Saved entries
%%
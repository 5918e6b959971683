use axum::{
    extract::State,
    http::header::{CACHE_CONTROL, CONTENT_TYPE},
    response::{IntoResponse, Redirect, Response},
};

use crate::errors::AppError;
use crate::models::AppState;

// Embed the stylesheet in the binary
const STYLESHEET: &str = include_str!("../../static/foris.css");

pub async fn root_get(State(state): State<AppState>) -> Result<Response, AppError> {
    let slug = state.first_page_slug().ok_or_else(|| AppError::PageNotFound(String::new()))?;
    Ok(Redirect::to(&format!("/config/{}", slug)).into_response())
}

pub async fn stylesheet_get() -> impl IntoResponse {
    ([(CONTENT_TYPE, "text/css"), (CACHE_CONTROL, "public, max-age=3600")], STYLESHEET)
}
%%
Work required »
Above are the records. Copy the lines beginning at the one that has "use crate::errors::AppError;" and ending with the one that has "pub async fn stylesheet_get()", unchanged.

Task answer »
use crate::errors::AppError;
use crate::models::AppState;

// Embed the stylesheet in the binary
const STYLESHEET: &str = include_str!("../../static/foris.css");

pub async fn root_get(State(state): State<AppState>) -> Result<Response, AppError> {
    let slug = state.first_page_slug().ok_or_else(|| AppError::PageNotFound(String::new()))?;
    Ok(Redirect::to(&format!("/config/{}", slug)).into_response())
}

pub async fn stylesheet_get() -> impl IntoResponse {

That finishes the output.